Seven town residents participated in the Boston Marathon Monday, including two who said they completed the race shortly before twin explosions went off near the finish line.

"I think for people who aren’t runners, they don’t necessarily understand what the Boston Marathon means. But for people who run, this is the mecca of all running," said Stephen Dorrough, 46. "This is the premier event to showcase your dedication, your talent, it’s a big deal and it’s difficult to qualify for, it’s not something that anyone can just do."

419 runners from Connecticut registered for Monday's race, according to the Boston Athletic Association, including the seven from Glastonbury.

Dorrough said he trained for three years and competed in five qualifying marathons before finally earning a spot in Boston. His chances at seriously competing were dashed by a stress fracture in his ankle which had not fully healed by race day, but Dorrough said he was just happy to be in the field of runners.

"I finished the race in a little over four hours, four 'oh one, and in some respects that's an embarrassingly slow time," Dorrough said. "The goal was not to finish the race quickly, the bigger goal was to get there."
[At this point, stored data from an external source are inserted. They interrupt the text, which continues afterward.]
/// Operator-facing progress messages
///
/// These travel over the bus next to the regular `log` output so a front
/// end can show what the bench is doing without scraping log lines.
use chrono::{DateTime, Local};
use serde::{Deserialize, Serialize};
use std::fmt;

/// A log entry with timestamp and message
#[derive(Debug, Clone, PartialEq, Serialize, Deserialize)]
pub struct LogEntry {
    pub timestamp: DateTime<Local>,
    pub message: String,
    pub level: LogLevel,
}

/// Log entry severity level
#[derive(Debug, Clone, Copy, PartialEq, Eq, Serialize, Deserialize)]
#[serde(rename_all = "lowercase")]
pub enum LogLevel {
    Info,
    Warning,
    Error,
}

impl LogEntry {
    /// Create a new log entry with the current timestamp
    pub fn new(message: String, level: LogLevel) -> Self {
        Self {
            timestamp: Local::now(),
            message,
            level,
        }
    }

    pub fn info(message: String) -> Self {
        Self::new(message, LogLevel::Info)
    }

    pub fn warning(message: String) -> Self {
        Self::new(message, LogLevel::Warning)
    }

    pub fn error(message: String) -> Self {
        Self::new(message, LogLevel::Error)
    }
}

impl fmt::Display for LogEntry {
    fn fmt(&self, f: &mut fmt::Formatter<'_>) -> fmt::Result {
        let tag = match self.level {
            LogLevel::Info => "INFO",
            LogLevel::Warning => "WARN",
            LogLevel::Error => "ERROR",
        };
        write!(
            f,
            "[{}] {tag:<5} {}",
            self.timestamp.format("%H:%M:%S"),
            self.message
        )
    }
}

#[cfg(test)]
mod tests {
    use super::*;

    #[test]
    fn renders_level_and_message() {
        let entry = LogEntry::warning("battery_short: NG".into());
        let text = entry.to_string();
        assert!(text.contains("WARN"));
        assert!(text.ends_with("battery_short: NG"));
    }

    #[test]
    fn level_serializes_lowercase() {
        let json = serde_json::to_string(&LogEntry::error("x".into())).unwrap();
        assert!(json.contains("\"level\":\"error\""));
    }
}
Dorrough said competing in the Boston Marathon was a passion he shared with a brother in Oregon, and preparing for the race kept them close despite the geographic distance between them. The brothers would connect online to share training and nutrition tips and compare strategies, and run together whenever possible.

His work requires a lot of international travel, Dorrough said, making it difficult to squeeze in his training routine of 70 miles per week. He once jogged 16 miles in the parking lot of O'Hare Airport in Chicago when a flight was delayed, has trained in dangerous regions of South Africa, and ran in 100 degree weather in China.
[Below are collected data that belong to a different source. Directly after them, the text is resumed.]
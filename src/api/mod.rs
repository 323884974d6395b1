pub mod archive;
pub mod outcome;
pub mod sequencer;
pub mod session;
pub mod traits;

pub use archive::{JsonlArchive, MemoryArchive, NoOpArchive, SessionArchive};
pub use outcome::{SelfTestReport, SweepOutcome, TestField, TestOutcome, TestStatus};
pub use sequencer::{Sequencer, SequencerBuilder, Stage};
pub use session::{FinalizedSession, SessionAggregator, TestSession};
pub use traits::{LoggingHook, SequencerHook};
"It was a big deal to get here," Dorrough said. "You're following in the path of all the great runners. This is where they go, this is where they compete."

On the day of the race, Dorrough said his wife Kit and three of his children, ages 16, 13, and 11, were waiting for him near the finish line along with his sister-in-law, nephew and niece. His brother had finished the race about an hour earlier and left the area, and his fourth child is in college and did not travel to Boston, Dorrough said.

He had just crossed the finish line, picked up his medal for participating in the race, and was headed to retrieve his wallet, cell phone, and other personal items when he heard a blast from about 200 yards away.

"You turn around and look at it and think, wow, that is not right," Dorrough said. "Moments later there was a second blast a little bit further away. I think what was scarier about the second blast is I realized that was where my family had been waiting for me."

Dorrough said his family had moved away from the area shortly before the explosion, and he was able to call his son and make sure everyone was safe, though he was so tired he had difficulty dialing.

"You're body's just beat up, mentally you're exhausted, emotionally you're exhausted," Dorrough said. "Had this not happened it still is a very emotional day, because it's just kind of the culmination of three years of work to get here."

Dorrough said no one in his group was injured and they were far enough away from the explosions that they were spared having to witness the gory aftermath.

"I could see smoke, and I think that's mostly what I saw, smoke. It seemed to go up a couple stories," Dorrough said.

He and his family found each other and made their way to the Marriott hotel in Copley Square where Dorrough's brother had a room, and were eventually allowed to return to their car at a nearby parking garage and returned home to Glastonbury around midnight.

His brother's room on the 22nd floor of the Marriott offered Dorrough a bird's-eye view of emergency workers rushing to the scene, "which was phenomenal," he said. "That was surprising to me, given how many people were down there watching... that they were able to get that area cleared out and get all those emergency vehicles in."

While he's been considering retiring from marathoning because of the time commitment and physical toll, Donnough said that Monday's bombings, "will not change the way I approach participating in events like this."

But, he added, "on the one hand you look at it and say, 'this was supposed to be a day that I could remember as having accomplished a goal that's very difficult to achieve.' But walking from the hotel at nine at night, thoughts of marathoning and you know, middle-age glory, really were not important at all. You realize that there's things in life that are much more important than some of these goals that we set for ourselves."

Another Glastonbury runner who participated Monday said he's grateful to have gotten home unscathed, and would like to help those who were not as fortunate.